Task objective
Your answer should repeat every record verbatim.

Source information: Begin

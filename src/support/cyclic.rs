//! Cyclic-symmetry support: base sectors and their expansion.

use crate::data::{PropertyField, Scoping};
use crate::dpf_error::DpfError;
use crate::handle::{DpfObject, ObjectHandle, dpf_object};
use crate::server::{self, Server};
use crate::transport::call::{Call, CyclicCall, EntityKind, Primitive, Reply, Value};
use serde::{Deserialize, Serialize};

/// Description of one cyclic stage, as stored by the engine.
#[derive(Debug, Clone, PartialEq, Default, Serialize, Deserialize)]
pub struct CyclicStage {
    pub num_sectors: i32,
    pub base_node_ids: Vec<i32>,
    pub base_element_ids: Vec<i32>,
    /// `(low, high)` node ids paired across the sector interface.
    pub low_high: Vec<(i32, i32)>,
    /// Sectors expanded by default; all sectors when `None`.
    pub sectors_for_expansion: Option<Vec<i32>>,
}

impl CyclicStage {
    pub fn new(num_sectors: i32, base_node_ids: Vec<i32>, base_element_ids: Vec<i32>) -> Self {
        Self {
            num_sectors,
            base_node_ids,
            base_element_ids,
            ..Self::default()
        }
    }

    pub fn with_low_high(mut self, pairs: Vec<(i32, i32)>) -> Self {
        self.low_high = pairs;
        self
    }

    pub fn with_sectors_for_expansion(mut self, sectors: Vec<i32>) -> Self {
        self.sectors_for_expansion = Some(sectors);
        self
    }
}

#[derive(Debug)]
pub struct CyclicSupport {
    handle: ObjectHandle,
}

dpf_object!(CyclicSupport, EntityKind::CyclicSupport);

impl CyclicSupport {
    /// `coordinate_system` is the 3x3 row-major rotation frame of the
    /// symmetry axis.
    pub fn new(stages: Vec<CyclicStage>, coordinate_system: Vec<f64>, server: Option<&Server>) -> Result<Self, DpfError> {
        if stages.is_empty() {
            return Err(DpfError::InvalidArgument("cyclic support needs at least one stage".into()));
        }
        if let Some(s) = stages.iter().find(|s| s.num_sectors <= 0) {
            return Err(DpfError::InvalidArgument(format!("invalid sector count {}", s.num_sectors)));
        }
        let server = server::resolve(server)?;
        Ok(Self {
            handle: ObjectHandle::create(
                &server,
                Call::Cyclic(CyclicCall::New {
                    stages,
                    coordinate_system,
                }),
            )?,
        })
    }

    fn call(&self, call: CyclicCall) -> Result<Reply, DpfError> {
        self.handle.call(Call::Cyclic(call))
    }

    fn object<T: DpfObject>(&self, call: CyclicCall) -> Result<T, DpfError> {
        let raw = self.call(call)?.into_object()?;
        T::from_handle(ObjectHandle::from_raw(raw, self.handle.server().clone()))
    }

    pub fn num_stages(&self) -> Result<usize, DpfError> {
        self.call(CyclicCall::NumStages { obj: self.handle.id() })?.into_count()
    }

    /// # Errors
    /// `OutOfRange` for an unknown stage.
    pub fn num_sectors(&self, stage: i32) -> Result<usize, DpfError> {
        self.call(CyclicCall::NumSectors {
            obj: self.handle.id(),
            stage,
        })?
        .into_count()
    }

    pub fn base_nodes_scoping(&self, stage: i32) -> Result<Scoping, DpfError> {
        self.object(CyclicCall::BaseNodesScoping {
            obj: self.handle.id(),
            stage,
        })
    }

    pub fn base_elements_scoping(&self, stage: i32) -> Result<Scoping, DpfError> {
        self.object(CyclicCall::BaseElementsScoping {
            obj: self.handle.id(),
            stage,
        })
    }

    pub fn sectors_set_for_expansion(&self, stage: i32) -> Result<Scoping, DpfError> {
        self.object(CyclicCall::SectorsForExpansion {
            obj: self.handle.id(),
            stage,
        })
    }

    pub fn coordinate_system(&self) -> Result<Vec<f64>, DpfError> {
        match self.call(CyclicCall::CoordinateSystem { obj: self.handle.id() })?.into_value()? {
            Value::Primitive(Primitive::Doubles(cs)) => Ok(cs),
            other => Err(DpfError::protocol(format!("expected coordinate system, got {other:?}"))),
        }
    }

    /// Low node ids as the scoping, paired high node ids as the data.
    pub fn low_high_map(&self, stage: i32) -> Result<PropertyField, DpfError> {
        self.object(CyclicCall::LowHighMap {
            obj: self.handle.id(),
            stage,
        })
    }

    /// High node ids as the scoping, paired low node ids as the data.
    pub fn high_low_map(&self, stage: i32) -> Result<PropertyField, DpfError> {
        self.object(CyclicCall::HighLowMap {
            obj: self.handle.id(),
            stage,
        })
    }

    /// Ids duplicating base node `id` over `sectors` (all when `None`).
    pub fn expand_node_id(&self, id: i32, sectors: Option<&[i32]>, stage: i32) -> Result<Scoping, DpfError> {
        self.object(CyclicCall::ExpandNodeId {
            obj: self.handle.id(),
            id,
            sectors: sectors.map(<[i32]>::to_vec),
            stage,
        })
    }

    pub fn expand_element_id(&self, id: i32, sectors: Option<&[i32]>, stage: i32) -> Result<Scoping, DpfError> {
        self.object(CyclicCall::ExpandElementId {
            obj: self.handle.id(),
            id,
            sectors: sectors.map(<[i32]>::to_vec),
            stage,
        })
    }
}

Source information: End

Problem solution
filename src/support/cyclic.rs
//! Cyclic-symmetry support: base sectors and their expansion.

use crate::data::{PropertyField, Scoping};
use crate::dpf_error::DpfError;
use crate::handle::{DpfObject, ObjectHandle, dpf_object};
use crate::server::{self, Server};
use crate::transport::call::{Call, CyclicCall, EntityKind, Primitive, Reply, Value};
use serde::{Deserialize, Serialize};

/// Description of one cyclic stage, as stored by the engine.
#[derive(Debug, Clone, PartialEq, Default, Serialize, Deserialize)]
pub struct CyclicStage {
    pub num_sectors: i32,
    pub base_node_ids: Vec<i32>,
    pub base_element_ids: Vec<i32>,
    /// `(low, high)` node ids paired across the sector interface.
    pub low_high: Vec<(i32, i32)>,
    /// Sectors expanded by default; all sectors when `None`.
    pub sectors_for_expansion: Option<Vec<i32>>,
}

impl CyclicStage {
    pub fn new(num_sectors: i32, base_node_ids: Vec<i32>, base_element_ids: Vec<i32>) -> Self {
        Self {
            num_sectors,
            base_node_ids,
            base_element_ids,
            ..Self::default()
        }
    }

    pub fn with_low_high(mut self, pairs: Vec<(i32, i32)>) -> Self {
        self.low_high = pairs;
        self
    }

    pub fn with_sectors_for_expansion(mut self, sectors: Vec<i32>) -> Self {
        self.sectors_for_expansion = Some(sectors);
        self
    }
}

#[derive(Debug)]
pub struct CyclicSupport {
    handle: ObjectHandle,
}

dpf_object!(CyclicSupport, EntityKind::CyclicSupport);

impl CyclicSupport {
    /// `coordinate_system` is the 3x3 row-major rotation frame of the
    /// symmetry axis.
    pub fn new(stages: Vec<CyclicStage>, coordinate_system: Vec<f64>, server: Option<&Server>) -> Result<Self, DpfError> {
        if stages.is_empty() {
            return Err(DpfError::InvalidArgument("cyclic support needs at least one stage".into()));
        }
        if let Some(s) = stages.iter().find(|s| s.num_sectors <= 0) {
            return Err(DpfError::InvalidArgument(format!("invalid sector count {}", s.num_sectors)));
        }
        let server = server::resolve(server)?;
        Ok(Self {
            handle: ObjectHandle::create(
                &server,
                Call::Cyclic(CyclicCall::New {
                    stages,
                    coordinate_system,
                }),
            )?,
        })
    }

    fn call(&self, call: CyclicCall) -> Result<Reply, DpfError> {
        self.handle.call(Call::Cyclic(call))
    }

    fn object<T: DpfObject>(&self, call: CyclicCall) -> Result<T, DpfError> {
        let raw = self.call(call)?.into_object()?;
        T::from_handle(ObjectHandle::from_raw(raw, self.handle.server().clone()))
    }

    pub fn num_stages(&self) -> Result<usize, DpfError> {
        self.call(CyclicCall::NumStages { obj: self.handle.id() })?.into_count()
    }

    /// # Errors
    /// `OutOfRange` for an unknown stage.
    pub fn num_sectors(&self, stage: i32) -> Result<usize, DpfError> {
        self.call(CyclicCall::NumSectors {
            obj: self.handle.id(),
            stage,
        })?
        .into_count()
    }

    pub fn base_nodes_scoping(&self, stage: i32) -> Result<Scoping, DpfError> {
        self.object(CyclicCall::BaseNodesScoping {
            obj: self.handle.id(),
            stage,
        })
    }

    pub fn base_elements_scoping(&self, stage: i32) -> Result<Scoping, DpfError> {
        self.object(CyclicCall::BaseElementsScoping {
            obj: self.handle.id(),
            stage,
        })
    }

    pub fn sectors_set_for_expansion(&self, stage: i32) -> Result<Scoping, DpfError> {
        self.object(CyclicCall::SectorsForExpansion {
            obj: self.handle.id(),
            stage,
        })
    }

    pub fn coordinate_system(&self) -> Result<Vec<f64>, DpfError> {
        match self.call(CyclicCall::CoordinateSystem { obj: self.handle.id() })?.into_value()? {
            Value::Primitive(Primitive::Doubles(cs)) => Ok(cs),
            other => Err(DpfError::protocol(format!("expected coordinate system, got {other:?}"))),
        }
    }

    /// Low node ids as the scoping, paired high node ids as the data.
    pub fn low_high_map(&self, stage: i32) -> Result<PropertyField, DpfError> {
        self.object(CyclicCall::LowHighMap {
            obj: self.handle.id(),
            stage,
        })
    }

    /// High node ids as the scoping, paired low node ids as the data.
    pub fn high_low_map(&self, stage: i32) -> Result<PropertyField, DpfError> {
        self.object(CyclicCall::HighLowMap {
            obj: self.handle.id(),
            stage,
        })
    }

    /// Ids duplicating base node `id` over `sectors` (all when `None`).
    pub fn expand_node_id(&self, id: i32, sectors: Option<&[i32]>, stage: i32) -> Result<Scoping, DpfError> {
        self.object(CyclicCall::ExpandNodeId {
            obj: self.handle.id(),
            id,
            sectors: sectors.map(<[i32]>::to_vec),
            stage,
        })
    }

    pub fn expand_element_id(&self, id: i32, sectors: Option<&[i32]>, stage: i32) -> Result<Scoping, DpfError> {
        self.object(CyclicCall::ExpandElementId {
            obj: self.handle.id(),
            id,
            sectors: sectors.map(<[i32]>::to_vec),
            stage,
        })
    }
}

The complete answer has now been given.